* _Assigned task_
The lines below, beginning at the one that contains "pub fn token(&self)" and ending at the last, are to be retyped exactly.

* _Material shown_
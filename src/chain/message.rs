// Ledger message types exchanged with the transaction submitter and waiter

use super::ChainError;
use crate::identity::Address;
use crate::voucher::TokenAmount;
use serde::{Deserialize, Serialize};
use sha2::{Digest, Sha256};
use std::fmt;
use std::str::FromStr;

/// Id of the init actor, which constructs new actors on the ledger
pub const INIT_ACTOR_ID: u64 = 1;

/// Address of the init actor
pub fn init_actor_addr() -> Address {
    Address::new_id(INIT_ACTOR_ID)
}

// ============================================================================
// MESSAGE ID
// ============================================================================

/// Content identifier of a submitted message
#[derive(Clone, Copy, Debug, PartialEq, Eq, Hash, Serialize, Deserialize)]
pub struct MessageId([u8; 32]);

impl MessageId {
    pub fn from_bytes(bytes: [u8; 32]) -> Self {
        Self(bytes)
    }

    pub fn as_bytes(&self) -> &[u8; 32] {
        &self.0
    }

    /// Hash of the message's canonical encoding
    pub fn of(message: &SignedMessage) -> Result<Self, ChainError> {
        let encoded =
            postcard::to_allocvec(message).map_err(|e| ChainError::Encode(e.to_string()))?;
        let mut id = [0u8; 32];
        id.copy_from_slice(&Sha256::digest(&encoded));
        Ok(Self(id))
    }
}

impl fmt::Display for MessageId {
    fn fmt(&self, f: &mut fmt::Formatter<'_>) -> fmt::Result {
        write!(f, "{}", hex::encode(self.0))
    }
}

impl FromStr for MessageId {
    type Err = hex::FromHexError;

    fn from_str(s: &str) -> Result<Self, Self::Err> {
        let mut bytes = [0u8; 32];
        hex::decode_to_slice(s, &mut bytes)?;
        Ok(Self(bytes))
    }
}

// ============================================================================
// METHODS AND EXIT CODES
// ============================================================================

/// Actor method number
#[derive(Clone, Copy, Debug, PartialEq, Eq, Hash, Serialize, Deserialize)]
pub struct MethodNum(pub u64);

impl MethodNum {
    /// Plain value transfer
    pub const SEND: MethodNum = MethodNum(0);
    /// Init actor: construct a new actor
    pub const INIT_EXEC: MethodNum = MethodNum(2);
}

/// Execution outcome of a message
#[derive(Clone, Copy, Debug, PartialEq, Eq, Hash, Serialize, Deserialize)]
pub struct ExitCode(pub u32);

impl ExitCode {
    pub const OK: ExitCode = ExitCode(0);
    pub const SYS_INVALID_METHOD: ExitCode = ExitCode(3);
    pub const ERR_ILLEGAL_ARGUMENT: ExitCode = ExitCode(16);
    pub const ERR_NOT_FOUND: ExitCode = ExitCode(17);
    pub const ERR_SERIALIZATION: ExitCode = ExitCode(21);

    pub fn is_success(&self) -> bool {
        *self == ExitCode::OK
    }
}

impl fmt::Display for ExitCode {
    fn fmt(&self, f: &mut fmt::Formatter<'_>) -> fmt::Result {
        write!(f, "{}", self.0)
    }
}

// ============================================================================
// MESSAGES
// ============================================================================

/// A message before the submitter assigns its sequence and signs it
#[derive(Clone, Debug, PartialEq, Eq, Serialize, Deserialize)]
pub struct UnsignedMessage {
    pub from: Address,
    pub to: Address,
    pub sequence: u64,
    pub value: TokenAmount,
    pub gas_price: TokenAmount,
    pub gas_limit: u64,
    pub method: MethodNum,
    pub params: Vec<u8>,
}

impl UnsignedMessage {
    pub fn new(
        from: Address,
        to: Address,
        value: TokenAmount,
        method: MethodNum,
        params: Vec<u8>,
    ) -> Self {
        Self {
            from,
            to,
            sequence: 0,
            value,
            gas_price: TokenAmount::default(),
            gas_limit: 0,
            method,
            params,
        }
    }

    pub fn with_gas(mut self, gas_price: TokenAmount, gas_limit: u64) -> Self {
        self.gas_price = gas_price;
        self.gas_limit = gas_limit;
        self
    }
}

/// A message as included on the ledger. The signature is opaque here.
#[derive(Clone, Debug, PartialEq, Eq, Serialize, Deserialize)]
pub struct SignedMessage {
    pub message: UnsignedMessage,
    pub signature: Vec<u8>,
}

/// Result of executing a message
#[derive(Clone, Debug, PartialEq, Eq, Serialize, Deserialize)]
pub struct MessageReceipt {
    pub exit_code: ExitCode,
    pub return_value: Vec<u8>,
    pub gas_used: u64,
}

impl MessageReceipt {
    pub fn success(return_value: Vec<u8>, gas_used: u64) -> Self {
        Self {
            exit_code: ExitCode::OK,
            return_value,
            gas_used,
        }
    }

    pub fn failure(exit_code: ExitCode, gas_used: u64) -> Self {
        Self {
            exit_code,
            return_value: Vec::new(),
            gas_used,
        }
    }
}

/// Opaque reference to a point in ledger history
#[derive(Clone, Debug, Default, PartialEq, Eq, Hash, Serialize, Deserialize)]
pub struct TipSetToken(pub Vec<u8>);

impl TipSetToken {
    pub fn new(bytes: impl Into<Vec<u8>>) -> Self {
        Self(bytes.into())
    }
}

/// Block that included a message
#[derive(Clone, Debug, PartialEq, Eq, Serialize, Deserialize)]
pub struct Block {
    pub height: u64,
    pub miner: Address,
}

impl Block {
    /// Token naming the tipset this block heads
    pub fn token(&self) -> TipSetToken {
        TipSetToken::new(self.height.to_be_bytes().to_vec())
    }
}

/// Everything known about a message once it has executed
#[derive(Clone, Debug, PartialEq, Eq)]
pub struct MessageLookup {
    pub block: Block,
    pub message: SignedMessage,
    pub receipt: MessageReceipt,
}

* _Exercise result_
    pub fn token(&self) -> TipSetToken {
        TipSetToken::new(self.height.to_be_bytes().to_vec())
    }
}

/// Everything known about a message once it has executed
#[derive(Clone, Debug, PartialEq, Eq)]
pub struct MessageLookup {
    pub block: Block,
    pub message: SignedMessage,
    pub receipt: MessageReceipt,
}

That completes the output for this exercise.